Na mesma semana em que foi mandada embora pela segunda vez, Camila e Cláudia receberam advertências por escrito. "O coordenador da Cláudia, quando entregou o papel a ela, disse que estava fazendo aquilo com muito pesar, porque não concordava", conta a estudante. A repreensão diz que as alunas descumpriram os artigos 96 e 98 do Regimento Geral da Unifil, mas sem explicar exatamente o fato que gerou esse descumprimento. Entende-se que as estudantes teriam desrespeitado a "integridade moral e física" das pessoas da Unifil, com "comportamentos incompatíveis com a dignidade da vida universitária" e atentando ao "decoro, bons costumes e probidade".
Depois disso, Camila e Cláudia procuraram um advogado e fizeram uma denúncia no Disque 100 - o Disque Direitos Humanos. Foi feita uma nota de repúdio, que se espalhou rapidamente, sendo compartilhada até pela Federação de Estudantes de Agronomia do Brasil.
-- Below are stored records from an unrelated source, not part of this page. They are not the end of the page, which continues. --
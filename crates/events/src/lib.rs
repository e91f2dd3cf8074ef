#![deny(clippy::pedantic, unsafe_code)]
#![allow(clippy::module_name_repetitions)]

//! Event system for async communication in e14z
//!
//! Library crates never print. They report progress through an unbounded
//! channel of [`AppEvent`]s; the CLI drains the channel and forwards each
//! event to `tracing` at the level the event carries.

pub mod meta;
pub use meta::{EventLevel, EventMeta, EventSource};

pub mod events;
pub use events::{
    AppEvent, CacheEvent, EvictionReason, FailureContext, GeneralEvent, InstallEvent,
    OutputStream, ProcessEvent, SecurityEvent,
};

use std::time::Duration;

use e14z_errors::{ClassifiedError, ErrorCategory};
use e14z_types::InstallPhase;
use tokio::sync::mpsc::UnboundedSender;

/// Type alias for event sender using the `AppEvent` system
pub type EventSender = UnboundedSender<AppEvent>;

/// Type alias for event receiver using the `AppEvent` system
pub type EventReceiver = tokio::sync::mpsc::UnboundedReceiver<AppEvent>;

/// Create a new event channel with the `AppEvent` system
#[must_use]
pub fn channel() -> (EventSender, EventReceiver) {
    tokio::sync::mpsc::unbounded_channel()
}

/// The unified trait for emitting events throughout e14z
///
/// Implemented by the raw `EventSender` and by any component that holds an
/// optional sender.
pub trait EventEmitter {
    /// Get the event sender for this emitter
    fn event_sender(&self) -> Option<&EventSender>;

    /// Emit an event through this emitter
    fn emit(&self, event: AppEvent) {
        if let Some(sender) = self.event_sender() {
            // Ignore send errors - if receiver is dropped, we just continue
            let _ = sender.send(event);
        }
    }

    fn emit_debug(&self, message: impl Into<String>) {
        self.emit(AppEvent::General(GeneralEvent::debug(message)));
    }

    fn emit_warning(&self, message: impl Into<String>) {
        self.emit(AppEvent::General(GeneralEvent::warning(message)));
    }

    /// Emit a warning event with context
    fn emit_warning_with_context(&self, message: impl Into<String>, context: impl Into<String>) {
        self.emit(AppEvent::General(GeneralEvent::warning_with_context(
            message, context,
        )));
    }

    fn emit_error(&self, message: impl Into<String>) {
        self.emit(AppEvent::General(GeneralEvent::error(message)));
    }

    /// Emit a state machine transition
    fn emit_phase(&self, slug: impl Into<String>, phase: InstallPhase) {
        self.emit(AppEvent::Install(InstallEvent::PhaseChanged {
            slug: slug.into(),
            phase,
        }));
    }

    /// Emit a scheduled retry
    fn emit_retry(
        &self,
        slug: impl Into<String>,
        attempt: u32,
        category: ErrorCategory,
        delay: Duration,
        error: impl Into<String>,
    ) {
        self.emit(AppEvent::Install(InstallEvent::RetryScheduled {
            slug: slug.into(),
            attempt,
            category,
            delay,
            error: error.into(),
        }));
    }

    /// Emit a terminal failure for a request
    fn emit_install_failed(&self, slug: impl Into<String>, classified: &ClassifiedError) {
        self.emit(AppEvent::Install(InstallEvent::Failed {
            slug: slug.into(),
            category: classified.category(),
            failure: FailureContext::new(
                Some(classified.category().as_str()),
                classified.message(),
                classified.suggestions().first().cloned(),
                classified.recoverable(),
            ),
        }));
    }
}

/// Implementation of `EventEmitter` for the raw `EventSender`
/// This allows `EventSender` to be used directly where `EventEmitter` is expected
impl EventEmitter for EventSender {
    fn event_sender(&self) -> Option<&EventSender> {
        Some(self)
    }
}

/// Forward an event to `tracing` at its own level
pub fn log_event(event: &AppEvent) {
    let meta = event.meta();
    let target = event.log_target();
    let fields = event.log_fields();
    let correlation_id = meta.correlation_id.as_deref().unwrap_or("-");
    macro_rules! log_at {
        ($mac:ident) => {
            tracing::$mac!(
                event_target = target,
                event_id = %meta.event_id,
                correlation_id = %correlation_id,
                source = meta.source.as_str(),
                "{fields}"
            )
        };
    }
    match meta.tracing_level() {
        tracing::Level::ERROR => log_at!(error),
        tracing::Level::WARN => log_at!(warn),
        tracing::Level::INFO => log_at!(info),
        tracing::Level::DEBUG => log_at!(debug),
        tracing::Level::TRACE => log_at!(trace),
    }
}
use serde::{Deserialize, Serialize};
use std::path::PathBuf;
use std::time::Duration;

use e14z_errors::ErrorCategory;
use e14z_types::InstallPhase;

use super::FailureContext;

/// Install-and-run lifecycle events, one stream per request slug
#[derive(Debug, Clone, Serialize, Deserialize)]
#[serde(tag = "type")]
pub enum InstallEvent {
    /// The state machine entered a new phase
    PhaseChanged { slug: String, phase: InstallPhase },

    /// A recoverable failure will be retried after `delay`
    RetryScheduled {
        slug: String,
        attempt: u32,
        category: ErrorCategory,
        delay: Duration,
        error: String,
    },

    /// Recorded operations were undone
    RolledBack {
        slug: String,
        removed: usize,
        failed: usize,
    },

    /// Stale journals from a previous run were cleaned up
    JournalRecovered { transaction_id: String, removed: usize },

    Completed {
        slug: String,
        tools: usize,
        cache_dir: PathBuf,
        duration: Duration,
    },

    Failed {
        slug: String,
        category: ErrorCategory,
        failure: FailureContext,
    },
}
As estudantes entraram com um recurso interno na Unifil para que as advertências sejam retiradas e Camila volte a receber a bolsa. "Queremos esgotar todos os recursos internos antes de entrarmos com outras medidas", diz a estudante. "Se nada acontecer, vamos tomar providências."
Depois da segunda demissão, as alunas se reuniram novamente com coordenadores. Segundo a estudante, não só a pessoa do Hospital Veterinário, como outras pessoas estariam pressionando a direção pela expulsão.
"Eu não tenho condições de pagar a faculdade. Depois disso tudo, minhas notas abaixaram, eu fui muito mal nesse período. Estamos tentando ser fortes para continuar com isso, vamos até o final", completa Camila.
O Protesto
Foi em protesto à essa situação que estudantes da UEL (Universidade Estadual de Londrina), da PUC (Pontifícia Universidade Católica) e da Unifil se reuniram em frente à universidade na noite desta quarta-feira. Durante uma hora e meia, as mais de 200 pessoas entoaram cânticos, ergueram cartazes e fecharam a avenida Juscelino Kubitschek.
"Não imaginávamos essa proporção, ficamos muito feliz em ver todo mundo lutando pelos direitos dos LGBTs", diz Camila sobre o protesto. "Esperamos que parem com as repreensões e que parem de nos perseguir dentro da universidade."
Na última terça-feira (22), estudantes do curso de Arquitetura & Urbanismo, em apoio à Camila e Cláudia, enfeitaram parte do bloco do curso com as cores do arco-íris, em alusão à bandeira LGBT. "Só colocamos lá, não fizemos nenhum comentário, nenhum discurso", diz Nícolas Passos. "Mas tiraram tudo. Não nos informaram de nada, nem sabemos que fim levou". O fato levou ainda mais polêmica para o protesto. "Gerou ainda mais revolta. Então nos organizamos, nos manifestamos sem ferir ninguém, sem ofender ninguém", completa Passos.
A Unifil foi procurada pela reportagem, mas preferiu não se manifestar sobre o caso.